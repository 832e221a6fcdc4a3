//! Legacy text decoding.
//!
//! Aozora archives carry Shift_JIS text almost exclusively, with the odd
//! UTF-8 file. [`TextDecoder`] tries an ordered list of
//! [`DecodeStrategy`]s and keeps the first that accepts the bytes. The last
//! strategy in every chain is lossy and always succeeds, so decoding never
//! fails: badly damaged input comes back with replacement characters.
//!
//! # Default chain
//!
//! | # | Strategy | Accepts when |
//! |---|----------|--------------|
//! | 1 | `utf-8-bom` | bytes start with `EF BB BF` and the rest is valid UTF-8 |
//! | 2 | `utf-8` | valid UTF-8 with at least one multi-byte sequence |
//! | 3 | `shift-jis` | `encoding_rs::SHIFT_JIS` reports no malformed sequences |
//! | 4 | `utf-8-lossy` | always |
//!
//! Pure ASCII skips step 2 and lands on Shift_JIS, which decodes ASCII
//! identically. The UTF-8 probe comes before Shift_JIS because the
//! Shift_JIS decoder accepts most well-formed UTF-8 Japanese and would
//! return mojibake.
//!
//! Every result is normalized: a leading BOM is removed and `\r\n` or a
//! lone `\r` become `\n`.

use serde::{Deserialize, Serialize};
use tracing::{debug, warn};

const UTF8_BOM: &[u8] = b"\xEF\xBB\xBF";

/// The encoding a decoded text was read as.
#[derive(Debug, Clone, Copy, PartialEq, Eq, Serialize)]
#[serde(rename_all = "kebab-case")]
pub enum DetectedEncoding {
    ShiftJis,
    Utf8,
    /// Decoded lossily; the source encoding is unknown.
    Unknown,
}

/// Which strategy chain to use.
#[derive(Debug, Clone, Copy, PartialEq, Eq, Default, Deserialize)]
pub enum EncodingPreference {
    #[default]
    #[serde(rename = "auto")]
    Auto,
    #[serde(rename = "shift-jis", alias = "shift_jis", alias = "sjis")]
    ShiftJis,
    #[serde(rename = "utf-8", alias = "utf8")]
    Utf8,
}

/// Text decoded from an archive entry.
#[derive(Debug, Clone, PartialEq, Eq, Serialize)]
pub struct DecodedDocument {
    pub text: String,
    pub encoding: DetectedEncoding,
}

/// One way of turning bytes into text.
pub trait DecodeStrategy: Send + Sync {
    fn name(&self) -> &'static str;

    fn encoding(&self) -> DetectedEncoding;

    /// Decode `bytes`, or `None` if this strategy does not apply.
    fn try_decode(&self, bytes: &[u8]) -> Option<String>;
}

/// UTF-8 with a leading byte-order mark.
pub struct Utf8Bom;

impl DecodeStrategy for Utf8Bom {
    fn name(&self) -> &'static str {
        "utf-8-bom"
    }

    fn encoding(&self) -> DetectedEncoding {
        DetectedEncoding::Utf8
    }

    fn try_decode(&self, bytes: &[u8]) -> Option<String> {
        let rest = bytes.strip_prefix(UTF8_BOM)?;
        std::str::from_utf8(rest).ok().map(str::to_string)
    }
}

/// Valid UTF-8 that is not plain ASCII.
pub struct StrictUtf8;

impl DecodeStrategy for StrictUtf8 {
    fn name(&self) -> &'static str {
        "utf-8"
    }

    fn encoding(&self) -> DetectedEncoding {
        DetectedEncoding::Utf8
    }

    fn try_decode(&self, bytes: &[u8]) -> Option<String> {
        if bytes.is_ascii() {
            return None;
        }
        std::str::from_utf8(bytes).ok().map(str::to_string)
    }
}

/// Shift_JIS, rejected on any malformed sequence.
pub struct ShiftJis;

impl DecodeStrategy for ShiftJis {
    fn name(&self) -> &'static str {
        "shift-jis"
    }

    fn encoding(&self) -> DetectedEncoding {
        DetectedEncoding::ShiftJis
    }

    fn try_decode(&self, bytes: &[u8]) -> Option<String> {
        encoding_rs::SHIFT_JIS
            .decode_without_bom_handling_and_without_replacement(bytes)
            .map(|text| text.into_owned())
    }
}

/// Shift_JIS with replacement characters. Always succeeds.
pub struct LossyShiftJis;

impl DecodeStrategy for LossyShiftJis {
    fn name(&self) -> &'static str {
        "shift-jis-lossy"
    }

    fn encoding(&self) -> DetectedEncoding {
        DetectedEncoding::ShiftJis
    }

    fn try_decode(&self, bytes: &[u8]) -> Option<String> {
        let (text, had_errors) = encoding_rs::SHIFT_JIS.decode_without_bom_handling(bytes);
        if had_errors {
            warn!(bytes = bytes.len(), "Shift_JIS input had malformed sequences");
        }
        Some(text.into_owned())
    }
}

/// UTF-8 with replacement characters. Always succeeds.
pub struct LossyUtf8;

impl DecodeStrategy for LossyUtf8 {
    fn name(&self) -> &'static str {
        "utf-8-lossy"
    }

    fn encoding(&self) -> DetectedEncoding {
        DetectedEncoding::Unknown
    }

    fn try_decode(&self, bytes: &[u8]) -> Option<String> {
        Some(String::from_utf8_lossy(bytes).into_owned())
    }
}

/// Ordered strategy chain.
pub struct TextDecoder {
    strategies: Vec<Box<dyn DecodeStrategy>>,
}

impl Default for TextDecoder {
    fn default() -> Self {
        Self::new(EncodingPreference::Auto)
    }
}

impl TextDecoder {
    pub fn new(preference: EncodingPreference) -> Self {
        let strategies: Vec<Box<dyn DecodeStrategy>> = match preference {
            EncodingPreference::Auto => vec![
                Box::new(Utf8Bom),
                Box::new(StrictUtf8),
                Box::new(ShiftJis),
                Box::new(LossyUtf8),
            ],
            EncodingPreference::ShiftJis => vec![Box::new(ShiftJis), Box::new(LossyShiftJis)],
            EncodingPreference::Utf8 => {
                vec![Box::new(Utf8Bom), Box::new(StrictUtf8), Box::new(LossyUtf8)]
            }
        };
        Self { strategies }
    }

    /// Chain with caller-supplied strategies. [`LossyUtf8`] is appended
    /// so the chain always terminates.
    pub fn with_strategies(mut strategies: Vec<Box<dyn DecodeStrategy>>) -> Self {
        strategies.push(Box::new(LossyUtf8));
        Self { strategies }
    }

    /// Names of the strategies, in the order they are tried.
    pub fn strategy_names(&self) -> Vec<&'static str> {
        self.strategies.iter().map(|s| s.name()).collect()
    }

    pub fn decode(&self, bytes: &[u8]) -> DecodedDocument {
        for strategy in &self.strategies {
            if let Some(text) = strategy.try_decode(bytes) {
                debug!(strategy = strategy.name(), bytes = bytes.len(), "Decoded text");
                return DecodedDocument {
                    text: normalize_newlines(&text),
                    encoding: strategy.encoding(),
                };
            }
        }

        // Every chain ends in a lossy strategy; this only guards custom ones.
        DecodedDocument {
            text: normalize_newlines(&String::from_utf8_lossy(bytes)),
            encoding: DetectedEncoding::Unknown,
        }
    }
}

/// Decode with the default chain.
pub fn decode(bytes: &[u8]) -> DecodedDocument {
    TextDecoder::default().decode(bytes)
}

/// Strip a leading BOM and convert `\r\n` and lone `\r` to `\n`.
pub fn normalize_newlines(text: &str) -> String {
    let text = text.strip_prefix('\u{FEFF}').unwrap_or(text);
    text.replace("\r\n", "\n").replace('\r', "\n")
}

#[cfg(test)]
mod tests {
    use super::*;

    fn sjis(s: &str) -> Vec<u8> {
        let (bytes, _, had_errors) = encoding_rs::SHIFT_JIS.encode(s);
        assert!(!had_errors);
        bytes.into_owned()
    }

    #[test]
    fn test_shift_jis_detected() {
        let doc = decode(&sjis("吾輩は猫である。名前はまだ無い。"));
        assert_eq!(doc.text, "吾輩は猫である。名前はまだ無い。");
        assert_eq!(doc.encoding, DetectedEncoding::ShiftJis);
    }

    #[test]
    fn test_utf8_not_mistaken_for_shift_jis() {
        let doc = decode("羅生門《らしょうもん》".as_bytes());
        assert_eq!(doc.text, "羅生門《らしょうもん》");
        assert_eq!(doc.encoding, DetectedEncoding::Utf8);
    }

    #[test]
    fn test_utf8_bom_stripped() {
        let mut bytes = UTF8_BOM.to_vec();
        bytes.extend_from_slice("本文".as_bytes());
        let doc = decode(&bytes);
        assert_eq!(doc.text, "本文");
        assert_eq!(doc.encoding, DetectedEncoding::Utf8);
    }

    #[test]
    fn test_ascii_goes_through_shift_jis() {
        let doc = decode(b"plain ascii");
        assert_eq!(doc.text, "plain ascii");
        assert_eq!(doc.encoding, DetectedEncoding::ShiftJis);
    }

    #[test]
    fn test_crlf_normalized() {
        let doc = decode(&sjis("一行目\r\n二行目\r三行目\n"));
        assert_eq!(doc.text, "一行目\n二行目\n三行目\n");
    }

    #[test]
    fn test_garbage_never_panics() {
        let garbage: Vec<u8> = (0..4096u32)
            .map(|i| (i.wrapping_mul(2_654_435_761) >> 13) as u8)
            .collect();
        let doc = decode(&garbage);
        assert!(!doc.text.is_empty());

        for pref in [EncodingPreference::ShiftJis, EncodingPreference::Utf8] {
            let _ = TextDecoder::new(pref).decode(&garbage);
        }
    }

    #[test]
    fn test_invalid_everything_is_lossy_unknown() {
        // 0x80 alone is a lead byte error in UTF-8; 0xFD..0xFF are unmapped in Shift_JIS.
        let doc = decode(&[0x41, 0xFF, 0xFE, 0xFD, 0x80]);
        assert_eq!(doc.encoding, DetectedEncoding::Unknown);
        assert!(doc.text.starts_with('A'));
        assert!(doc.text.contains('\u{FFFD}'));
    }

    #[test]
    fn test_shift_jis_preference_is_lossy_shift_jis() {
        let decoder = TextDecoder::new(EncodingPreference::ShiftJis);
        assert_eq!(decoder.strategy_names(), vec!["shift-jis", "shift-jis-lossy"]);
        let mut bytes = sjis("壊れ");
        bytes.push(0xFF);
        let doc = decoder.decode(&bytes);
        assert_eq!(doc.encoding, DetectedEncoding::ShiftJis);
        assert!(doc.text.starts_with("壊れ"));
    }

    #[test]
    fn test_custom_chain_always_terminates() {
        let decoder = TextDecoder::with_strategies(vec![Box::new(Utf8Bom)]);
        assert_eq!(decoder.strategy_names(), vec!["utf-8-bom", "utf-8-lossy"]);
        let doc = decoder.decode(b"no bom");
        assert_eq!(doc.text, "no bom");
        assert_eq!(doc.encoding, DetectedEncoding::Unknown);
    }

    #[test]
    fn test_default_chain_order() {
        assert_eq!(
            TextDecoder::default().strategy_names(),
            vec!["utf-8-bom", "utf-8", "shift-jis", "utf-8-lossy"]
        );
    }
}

YOUR TASK :: Return, exactly, the lines from the first line of the records above to the line containing "bytes. The last", both included.

ANSWER BOX ::
repository 832e221a6fcdc4a3
//! Legacy text decoding.
//!
//! Aozora archives carry Shift_JIS text almost exclusively, with the odd
//! UTF-8 file. [`TextDecoder`] tries an ordered list of
//! [`DecodeStrategy`]s and keeps the first that accepts the bytes. The last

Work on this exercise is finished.